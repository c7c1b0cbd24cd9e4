//! Error type shared by the checked map operations and configuration.

use thiserror::Error;

/// Rejected input. Every variant is deterministic for a given argument and
/// leaves the map untouched.
#[derive(Debug, Clone, Copy, PartialEq, Error)]
pub enum InvalidArgument {
    /// A checked operation was handed no key.
    #[error("key cannot be absent")]
    AbsentKey,
    /// The requested initial capacity is zero or has no power-of-two bucket
    /// count that fits in `usize`.
    #[error("initial capacity {0} cannot be used as a bucket count")]
    Capacity(usize),
    /// The load factor is not a number within `[0.5, 1]`.
    #[error("load factor must be within [0.5, 1], got {0}")]
    LoadFactor(f64),
}

/// Unwrap a possibly absent key, the one precondition shared by `try_insert`,
/// `try_get` and `try_remove`.
#[inline]
pub(crate) fn require_key<T>(key: Option<T>) -> Result<T, InvalidArgument> {
    key.ok_or(InvalidArgument::AbsentKey)
}
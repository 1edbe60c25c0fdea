//! Gem material constants and their validation

use serde::{Deserialize, Serialize};
use thiserror::Error;

use crate::foundation::math::{Vec2, Vec3};

/// Material validation errors
#[derive(Error, Debug, Clone, PartialEq)]
pub enum MaterialError {
    /// Value falls outside its allowed closed range
    #[error("{field} = {value} is outside [{min}, {max}]")]
    OutOfRange {
        /// Offending field
        field: &'static str,
        /// Supplied value
        value: f32,
        /// Lower bound
        min: f32,
        /// Upper bound
        max: f32,
    },

    /// Value must be strictly positive
    #[error("{field} must be greater than zero, got {value}")]
    NotPositive {
        /// Offending field
        field: &'static str,
        /// Supplied value
        value: f32,
    },

    /// Value is NaN or infinite
    #[error("{field} must be finite")]
    NonFinite {
        /// Offending field
        field: &'static str,
    },
}

/// Constant parameters of the gem material
///
/// Built once and shared read-only by every evaluation. Colors are authored
/// in sRGB and converted to linear at evaluation time.
#[derive(Debug, Clone, Copy, PartialEq, Serialize, Deserialize)]
#[serde(default)]
pub struct MaterialConstants {
    /// Base color (albedo), sRGB encoded, also used as the emission tint
    pub base_color_srgb: Vec3,
    /// Smoothness (0.0 = rough, 1.0 = mirror)
    pub smoothness: f32,
    /// Metallic factor (0.0 = dielectric, 1.0 = metallic)
    pub metallic: f32,
    /// Ambient occlusion factor
    pub occlusion: f32,
    /// Exponent of the edge highlight falloff
    pub fresnel_power: f32,
    /// Noise lattice frequency applied to the animated uv
    pub noise_scale: f32,
    /// Texture coordinate tiling factor
    pub uv_tiling: f32,
    /// Noise scroll velocity in uv units per second
    pub scroll_speed: Vec2,
}

impl MaterialConstants {
    /// Deep red reference gem
    pub fn ruby() -> Self {
        Self {
            base_color_srgb: Vec3::new(0.7, 0.05, 0.05),
            smoothness: 0.9,
            metallic: 0.0,
            occlusion: 1.0,
            fresnel_power: 3.0,
            noise_scale: 6.0,
            uv_tiling: 3.0,
            scroll_speed: Vec2::new(0.1, 0.0),
        }
    }

    /// Check every field against its documented range
    pub fn validate(&self) -> Result<(), MaterialError> {
        let color = &self.base_color_srgb;
        unit_range("base_color_srgb.r", color.x)?;
        unit_range("base_color_srgb.g", color.y)?;
        unit_range("base_color_srgb.b", color.z)?;
        unit_range("smoothness", self.smoothness)?;
        unit_range("metallic", self.metallic)?;
        unit_range("occlusion", self.occlusion)?;
        positive("fresnel_power", self.fresnel_power)?;
        positive("noise_scale", self.noise_scale)?;
        positive("uv_tiling", self.uv_tiling)?;
        finite("scroll_speed.x", self.scroll_speed.x)?;
        finite("scroll_speed.y", self.scroll_speed.y)?;
        Ok(())
    }
}

impl Default for MaterialConstants {
    fn default() -> Self {
        Self::ruby()
    }
}

fn finite(field: &'static str, value: f32) -> Result<(), MaterialError> {
    if value.is_finite() {
        Ok(())
    } else {
        Err(MaterialError::NonFinite { field })
    }
}

fn unit_range(field: &'static str, value: f32) -> Result<(), MaterialError> {
    finite(field, value)?;
    if (0.0..=1.0).contains(&value) {
        Ok(())
    } else {
        Err(MaterialError::OutOfRange { field, value, min: 0.0, max: 1.0 })
    }
}

fn positive(field: &'static str, value: f32) -> Result<(), MaterialError> {
    finite(field, value)?;
    if value > 0.0 {
        Ok(())
    } else {
        Err(MaterialError::NotPositive { field, value })
    }
}

#[cfg(test)]
mod tests {
    use super::*;

    #[test]
    fn test_ruby_is_valid() {
        assert!(MaterialConstants::ruby().validate().is_ok());
        assert_eq!(MaterialConstants::default(), MaterialConstants::ruby());
    }

    #[test]
    fn test_out_of_range_color() {
        let constants = MaterialConstants {
            base_color_srgb: Vec3::new(0.5, 1.2, 0.5),
            ..Default::default()
        };
        assert_eq!(
            constants.validate(),
            Err(MaterialError::OutOfRange { field: "base_color_srgb.g", value: 1.2, min: 0.0, max: 1.0 })
        );
    }

    #[test]
    fn test_non_positive_power() {
        let constants = MaterialConstants { fresnel_power: 0.0, ..Default::default() };
        assert!(matches!(
            constants.validate(),
            Err(MaterialError::NotPositive { field: "fresnel_power", .. })
        ));
    }

    #[test]
    fn test_non_finite_scroll() {
        let constants = MaterialConstants {
            scroll_speed: Vec2::new(0.0, f32::NAN),
            ..Default::default()
        };
        assert_eq!(constants.validate(), Err(MaterialError::NonFinite { field: "scroll_speed.y" }));
    }

    #[test]
    fn test_nan_smoothness_reports_non_finite() {
        let constants = MaterialConstants { smoothness: f32::NAN, ..Default::default() };
        assert_eq!(constants.validate(), Err(MaterialError::NonFinite { field: "smoothness" }));
    }

    #[test]
    fn test_error_messages() {
        let err = MaterialError::NotPositive { field: "noise_scale", value: -1.0 };
        assert_eq!(err.to_string(), "noise_scale must be greater than zero, got -1");
    }
}
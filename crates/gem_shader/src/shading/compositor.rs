//! Surface compositor
//!
//! Combines the pulse, edge highlight and noise signals with the material's
//! base color into the final surface description. Evaluation is a pure
//! function of its two arguments: no caching, no clock, no shared state.

use crate::foundation::math::{Vec2, Vec3};
use crate::material::MaterialConstants;

use super::color::srgb_to_linear;
use super::fresnel::edge_highlight;
use super::noise::gradient_noise;
use super::pulse::pulsate;

/// Per-point inputs supplied by the host renderer
#[derive(Debug, Clone, Copy, PartialEq)]
pub struct SurfaceInputs {
    /// World-space position of the shaded point (carried through; not used by the glow terms)
    pub position_world: Vec3,
    /// World-space surface normal, unit length by contract
    pub normal_world: Vec3,
    /// Unit direction from the surface toward the viewer
    pub view_direction_world: Vec3,
    /// Mesh texture coordinates
    pub uv: Vec2,
    /// Elapsed time in seconds
    pub time: f32,
}

impl Default for SurfaceInputs {
    fn default() -> Self {
        Self {
            position_world: Vec3::zeros(),
            normal_world: Vec3::z(),
            view_direction_world: Vec3::z(),
            uv: Vec2::zeros(),
            time: 0.0,
        }
    }
}

/// Surface description handed back to the lighting stage
#[derive(Debug, Clone, Copy, PartialEq)]
pub struct SurfaceDescription {
    /// Base color in linear space
    pub base_color_linear: Vec3,
    /// Emitted radiance, linear and unclamped
    pub emission: Vec3,
    /// Smoothness (1 - roughness)
    pub smoothness: f32,
    /// Metallic factor
    pub metallic: f32,
    /// Ambient occlusion factor
    pub occlusion: f32,
}

impl Default for SurfaceDescription {
    fn default() -> Self {
        Self {
            base_color_linear: Vec3::zeros(),
            emission: Vec3::zeros(),
            smoothness: 0.0,
            metallic: 0.0,
            occlusion: 1.0,
        }
    }
}

/// Intermediate signals consumed by the compositor for one shading point
#[derive(Debug, Clone, Copy, PartialEq)]
pub struct ShadingSignals {
    /// Pulsation in [0, 1]
    pub pulse: f32,
    /// Edge highlight in [0, 1]
    pub edge: f32,
    /// Noise sample, roughly in [-0.71, 0.71]
    pub noise: f32,
    /// Tiled and scrolled texture coordinate the noise was sampled at
    pub animated_uv: Vec2,
}

/// Compute the three glow signals for a shading point
pub fn evaluate_signals(inputs: &SurfaceInputs, constants: &MaterialConstants) -> ShadingSignals {
    let pulse = pulsate(inputs.time);
    let animated_uv = inputs.uv * constants.uv_tiling + constants.scroll_speed * inputs.time;
    let noise = gradient_noise(&animated_uv, constants.noise_scale);
    let edge = edge_highlight(
        &inputs.normal_world,
        &inputs.view_direction_world,
        constants.fresnel_power,
    );

    ShadingSignals {
        pulse,
        edge,
        noise,
        animated_uv,
    }
}

/// Evaluate the gem surface at one shading point.
///
/// Emission is a static noise glow plus a breathing rim glow:
/// `base * noise + (edge * base) * pulse`. Only the rim term follows the
/// pulse. Negative noise darkens the emission and nothing is clamped.
pub fn evaluate(inputs: &SurfaceInputs, constants: &MaterialConstants) -> SurfaceDescription {
    let base_color_linear = srgb_to_linear(&constants.base_color_srgb);
    let signals = evaluate_signals(inputs, constants);
    let emission = compose_emission(&base_color_linear, &signals);

    SurfaceDescription {
        base_color_linear,
        emission,
        smoothness: constants.smoothness,
        metallic: constants.metallic,
        occlusion: constants.occlusion,
    }
}

/// Emission from a linear tint and the point's signals
#[inline]
pub fn compose_emission(tint_linear: &Vec3, signals: &ShadingSignals) -> Vec3 {
    tint_linear * signals.noise + (tint_linear * signals.edge) * signals.pulse
}
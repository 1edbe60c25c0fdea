//! # Core Module
//!
//! Shared configuration types used by hosts embedding the shader.
//!
//! ## Organization
//!
//! - **Config**: Typed shading configuration (material, batch, logging)

pub mod config;

// Re-export commonly used config types
pub use config::{BatchConfig, ShadingConfig};
pub use crate::config::{Config, ConfigError};
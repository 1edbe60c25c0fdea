//! # Gem Shader
//!
//! Procedural surface shading for a stylized, glowing gem material.
//!
//! ## Features
//!
//! - **Pure Kernel**: `evaluate` is a deterministic function of its inputs
//! - **Rim Glow**: View-angle edge highlight that breathes with a time pulse
//! - **Gradient Noise**: Hash-driven lattice noise with no lookup tables
//! - **Batch Evaluation**: Data-parallel shading of many points with rayon
//! - **Configurable**: Materials and batch settings from TOML or RON files
//!
//! ## Quick Start
//!
//! ```rust
//! use gem_shader::prelude::*;
//!
//! let constants = MaterialConstants::ruby();
//! let inputs = SurfaceInputs {
//!     normal_world: Vec3::new(0.0, 0.0, 1.0),
//!     view_direction_world: Vec3::new(0.0, 0.0, 1.0),
//!     uv: Vec2::new(0.25, 0.75),
//!     time: 1.5,
//!     ..Default::default()
//! };
//!
//! let surface = evaluate(&inputs, &constants);
//! assert_eq!(surface.smoothness, constants.smoothness);
//! ```

#![warn(missing_docs)]

pub mod core;
pub mod config;
pub mod foundation;
pub mod material;
pub mod shading;

/// Common imports for shader users
pub mod prelude {
    pub use crate::{
        core::{BatchConfig, Config, ConfigError, ShadingConfig},
        foundation::math::{Vec2, Vec3},
        material::{GemMaterial, GemMaterialBuilder, GemMaterialUbo, MaterialConstants, MaterialError},
        shading::{
            evaluate, evaluate_batch, evaluate_into, evaluate_signals, BatchError, ShadingSignals,
            SurfaceDescription, SurfaceInputs,
        },
    };
}
//! Gem material uniform block for GPU data transfer
//!
//! Mirrors `MaterialConstants` in a std140-compatible layout so a GPU port of
//! the kernel can read the same constants the CPU evaluator uses.

use bytemuck::{Pod, Zeroable};

use super::MaterialConstants;

/// Gem material uniform data for GPU
///
/// Layout must match the corresponding GLSL uniform block:
///
/// ```glsl
/// layout(set = 1, binding = 0) uniform GemMaterial {
///     vec4 base_color_smoothness;
///     vec4 metallic_occlusion_fresnel_noise;
///     vec4 tiling_scroll;
///     vec4 reserved;
/// };
/// ```
#[repr(C, align(16))]
#[derive(Debug, Clone, Copy, PartialEq, Pod, Zeroable)]
pub struct GemMaterialUbo {
    /// Base color (sRGB) RGB + smoothness
    pub base_color_smoothness: [f32; 4],
    /// Metallic, occlusion, fresnel power, noise scale
    pub metallic_occlusion_fresnel_noise: [f32; 4],
    /// UV tiling, scroll speed x, scroll speed y, unused
    pub tiling_scroll: [f32; 4],
    /// Reserved for future use
    pub reserved: [f32; 4],
}

impl GemMaterialUbo {
    /// Create from material constants
    pub fn from_constants(constants: &MaterialConstants) -> Self {
        let color = &constants.base_color_srgb;
        Self {
            base_color_smoothness: [color.x, color.y, color.z, constants.smoothness],
            metallic_occlusion_fresnel_noise: [
                constants.metallic,
                constants.occlusion,
                constants.fresnel_power,
                constants.noise_scale,
            ],
            tiling_scroll: [
                constants.uv_tiling,
                constants.scroll_speed.x,
                constants.scroll_speed.y,
                0.0,
            ],
            reserved: [0.0; 4],
        }
    }

    /// Get a byte slice of this UBO for GPU upload
    pub fn as_bytes(&self) -> &[u8] {
        bytemuck::bytes_of(self)
    }
}

#[cfg(test)]
mod tests {
    use super::*;

    #[test]
    fn test_gem_material_ubo_size() {
        assert_eq!(std::mem::size_of::<GemMaterialUbo>(), 64); // 4 * 16 bytes
        assert_eq!(std::mem::align_of::<GemMaterialUbo>(), 16);
    }

    #[test]
    fn test_from_constants() {
        let ubo = GemMaterialUbo::from_constants(&MaterialConstants::ruby());

        assert_eq!(ubo.base_color_smoothness, [0.7, 0.05, 0.05, 0.9]);
        assert_eq!(ubo.metallic_occlusion_fresnel_noise, [0.0, 1.0, 3.0, 6.0]);
        assert_eq!(ubo.tiling_scroll, [3.0, 0.1, 0.0, 0.0]);
        assert_eq!(ubo.reserved, [0.0; 4]);
    }

    #[test]
    fn test_as_bytes_layout() {
        let ubo = GemMaterialUbo::from_constants(&MaterialConstants::ruby());
        let bytes = ubo.as_bytes();
        assert_eq!(bytes.len(), 64);

        // fresnel power is the third float of the second row
        let offset = 16 + 2 * 4;
        let fresnel = f32::from_ne_bytes(bytes[offset..offset + 4].try_into().unwrap());
        assert_eq!(fresnel, 3.0);
    }
}
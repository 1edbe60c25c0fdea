//! Material system
//!
//! Gem material constants, validation, presets and GPU layout.

pub mod material;
pub mod material_builder;
pub mod material_params;
pub mod material_ubo;

// Re-export commonly used types
pub use material::GemMaterial;
pub use material_builder::GemMaterialBuilder;
pub use material_params::{MaterialConstants, MaterialError};
pub use material_ubo::GemMaterialUbo;
//! Gem shading kernel
//!
//! Three independent signal generators feed one compositor:
//!
//! - [`pulse`]: time to a [0, 1] oscillation
//! - [`fresnel`]: normal and view direction to a [0, 1] rim weight
//! - [`noise`]: animated uv to a continuous pseudo-random scalar
//! - [`compositor`]: combines them with the base color into a [`SurfaceDescription`]
//!
//! Everything here is a pure function of its arguments. Time is always passed
//! in explicitly. [`batch`] runs the compositor over many points at once.

pub mod batch;
pub mod color;
pub mod compositor;
pub mod fresnel;
pub mod noise;
pub mod pulse;

pub use batch::{evaluate_batch, evaluate_into, BatchError};
pub use color::{linear_to_srgb, srgb_to_linear};
pub use compositor::{evaluate, evaluate_signals, ShadingSignals, SurfaceDescription, SurfaceInputs};
pub use fresnel::edge_highlight;
pub use noise::gradient_noise;
pub use pulse::pulsate;
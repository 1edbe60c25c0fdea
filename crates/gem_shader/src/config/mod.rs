//! Configuration system

use std::path::Path;

pub use serde::{Serialize, Deserialize};

use crate::material::MaterialError;

/// Configuration trait
pub trait Config: Serialize + for<'de> Deserialize<'de> + Default {
    /// Load configuration from file
    fn load_from_file(path: impl AsRef<Path>) -> Result<Self, ConfigError> {
        let path = path.as_ref();
        let format = ConfigFormat::from_path(path)?;
        let contents = std::fs::read_to_string(path)?;
        log::debug!("Loading {:?} config from {}", format, path.display());

        match format {
            ConfigFormat::Toml => toml::from_str(&contents).map_err(|e| ConfigError::Parse(e.to_string())),
            ConfigFormat::Ron => ron::from_str(&contents).map_err(|e| ConfigError::Parse(e.to_string())),
        }
    }

    /// Save configuration to file
    fn save_to_file(&self, path: impl AsRef<Path>) -> Result<(), ConfigError> {
        let path = path.as_ref();
        let contents = match ConfigFormat::from_path(path)? {
            ConfigFormat::Toml => {
                toml::to_string_pretty(self).map_err(|e| ConfigError::Serialize(e.to_string()))?
            }
            ConfigFormat::Ron => ron::ser::to_string_pretty(self, ron::ser::PrettyConfig::default())
                .map_err(|e| ConfigError::Serialize(e.to_string()))?,
        };

        std::fs::write(path, contents)?;
        log::info!("Saved config to {}", path.display());
        Ok(())
    }
}

/// On-disk config formats, chosen by file extension
#[derive(Debug, Clone, Copy, PartialEq, Eq)]
pub enum ConfigFormat {
    /// `.toml`
    Toml,
    /// `.ron`
    Ron,
}

impl ConfigFormat {
    /// Pick the format from a path's extension
    pub fn from_path(path: &Path) -> Result<Self, ConfigError> {
        match path.extension().and_then(|ext| ext.to_str()) {
            Some("toml") => Ok(Self::Toml),
            Some("ron") => Ok(Self::Ron),
            _ => Err(ConfigError::UnsupportedFormat(path.display().to_string())),
        }
    }
}

/// Configuration errors
#[derive(thiserror::Error, Debug)]
pub enum ConfigError {
    /// IO error
    #[error("IO error: {0}")]
    Io(#[from] std::io::Error),

    /// Parse error
    #[error("Parse error: {0}")]
    Parse(String),

    /// Serialization error
    #[error("Serialization error: {0}")]
    Serialize(String),

    /// Unsupported format
    #[error("Unsupported format: {0}")]
    UnsupportedFormat(String),

    /// Material constants failed validation
    #[error("Invalid material: {0}")]
    Invalid(#[from] MaterialError),

    /// Log level is not one of off/error/warn/info/debug/trace
    #[error("Invalid log level: {0}")]
    InvalidLogLevel(String),

    /// Batch settings are unusable
    #[error("Invalid batch settings: {0}")]
    InvalidBatch(String),
}

#[cfg(test)]
mod tests {
    use super::*;

    #[test]
    fn test_format_from_extension() {
        assert_eq!(ConfigFormat::from_path(Path::new("gem.toml")).unwrap(), ConfigFormat::Toml);
        assert_eq!(ConfigFormat::from_path(Path::new("dir/gem.ron")).unwrap(), ConfigFormat::Ron);
        assert!(matches!(
            ConfigFormat::from_path(Path::new("gem.json")),
            Err(ConfigError::UnsupportedFormat(_))
        ));
        assert!(ConfigFormat::from_path(Path::new("gem")).is_err());
    }
}
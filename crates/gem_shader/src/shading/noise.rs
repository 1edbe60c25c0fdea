//! Deterministic 2D gradient noise
//!
//! Perlin-style lattice noise with no permutation table. Each lattice corner's
//! gradient comes straight from its integer coordinates through an integer
//! bit-mixing hash, so the field is a pure function of the sample position.
//!
//! Corner contributions are blended with smoothstep weights, which makes the
//! field C1-continuous across cell seams. With unit-length gradients the
//! output magnitude never exceeds `sqrt(2) / 2`.

use crate::foundation::math::{
    constants::TAU,
    utils::{lerp, smoothstep},
    Vec2,
};

/// Upper bound on `|gradient_noise(..)|` for unit gradients
pub const NOISE_AMPLITUDE_BOUND: f32 = std::f32::consts::FRAC_1_SQRT_2;

/// Mix two lattice coordinates into a well-distributed 32-bit hash.
///
/// Two odd multipliers decorrelate the axes, followed by a 32-bit avalanche
/// finalizer (xor-shift / multiply rounds).
#[inline]
#[allow(clippy::cast_sign_loss)]
pub fn hash_cell(x: i32, y: i32) -> u32 {
    let mut h = (x as u32).wrapping_mul(0x8da6_b343) ^ (y as u32).wrapping_mul(0xd816_3841);
    h ^= h >> 16;
    h = h.wrapping_mul(0x7feb_352d);
    h ^= h >> 15;
    h = h.wrapping_mul(0x846c_a68b);
    h ^= h >> 16;
    h
}

/// Unit gradient for a lattice corner, from its hash mapped onto an angle
#[inline]
pub fn cell_gradient(x: i32, y: i32) -> Vec2 {
    let angle = hash_cell(x, y) as f32 * (TAU / 4_294_967_296.0);
    let (sin, cos) = angle.sin_cos();
    Vec2::new(cos, sin)
}

/// Sample the noise field at `uv * scale`.
///
/// Returns exactly 0 on lattice points. Coordinates beyond the `i32` range
/// saturate onto the outermost cells.
pub fn gradient_noise(uv: &Vec2, scale: f32) -> f32 {
    let p = uv * scale;
    let cell = Vec2::new(p.x.floor(), p.y.floor());
    let offset = p - cell;

    let (ix, iy) = (cell.x as i32, cell.y as i32);
    let (jx, jy) = (ix.wrapping_add(1), iy.wrapping_add(1));

    let d00 = cell_gradient(ix, iy).dot(&offset);
    let d01 = cell_gradient(ix, jy).dot(&(offset - Vec2::new(0.0, 1.0)));
    let d10 = cell_gradient(jx, iy).dot(&(offset - Vec2::new(1.0, 0.0)));
    let d11 = cell_gradient(jx, jy).dot(&(offset - Vec2::new(1.0, 1.0)));

    let sx = smoothstep(offset.x);
    let sy = smoothstep(offset.y);

    // x first, then y
    let bottom = lerp(d00, d10, sx);
    let top = lerp(d01, d11, sx);
    lerp(bottom, top, sy)
}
──────────────────────────────
→ What you need to do: Repeat the data word for word, starting at its first line and stopping after the line that contains "pub(crate) fn require_key<T>(key: Option<T>)".

→ Task answer:
repository c7c1b0cbd24cd9e4
//! Error type shared by the checked map operations and configuration.

use thiserror::Error;

/// Rejected input. Every variant is deterministic for a given argument and
/// leaves the map untouched.
#[derive(Debug, Clone, Copy, PartialEq, Error)]
pub enum InvalidArgument {
    /// A checked operation was handed no key.
    #[error("key cannot be absent")]
    AbsentKey,
    /// The requested initial capacity is zero or has no power-of-two bucket
    /// count that fits in `usize`.
    #[error("initial capacity {0} cannot be used as a bucket count")]
    Capacity(usize),
    /// The load factor is not a number within `[0.5, 1]`.
    #[error("load factor must be within [0.5, 1], got {0}")]
    LoadFactor(f64),
}

/// Unwrap a possibly absent key, the one precondition shared by `try_insert`,
/// `try_get` and `try_remove`.
#[inline]
pub(crate) fn require_key<T>(key: Option<T>) -> Result<T, InvalidArgument> {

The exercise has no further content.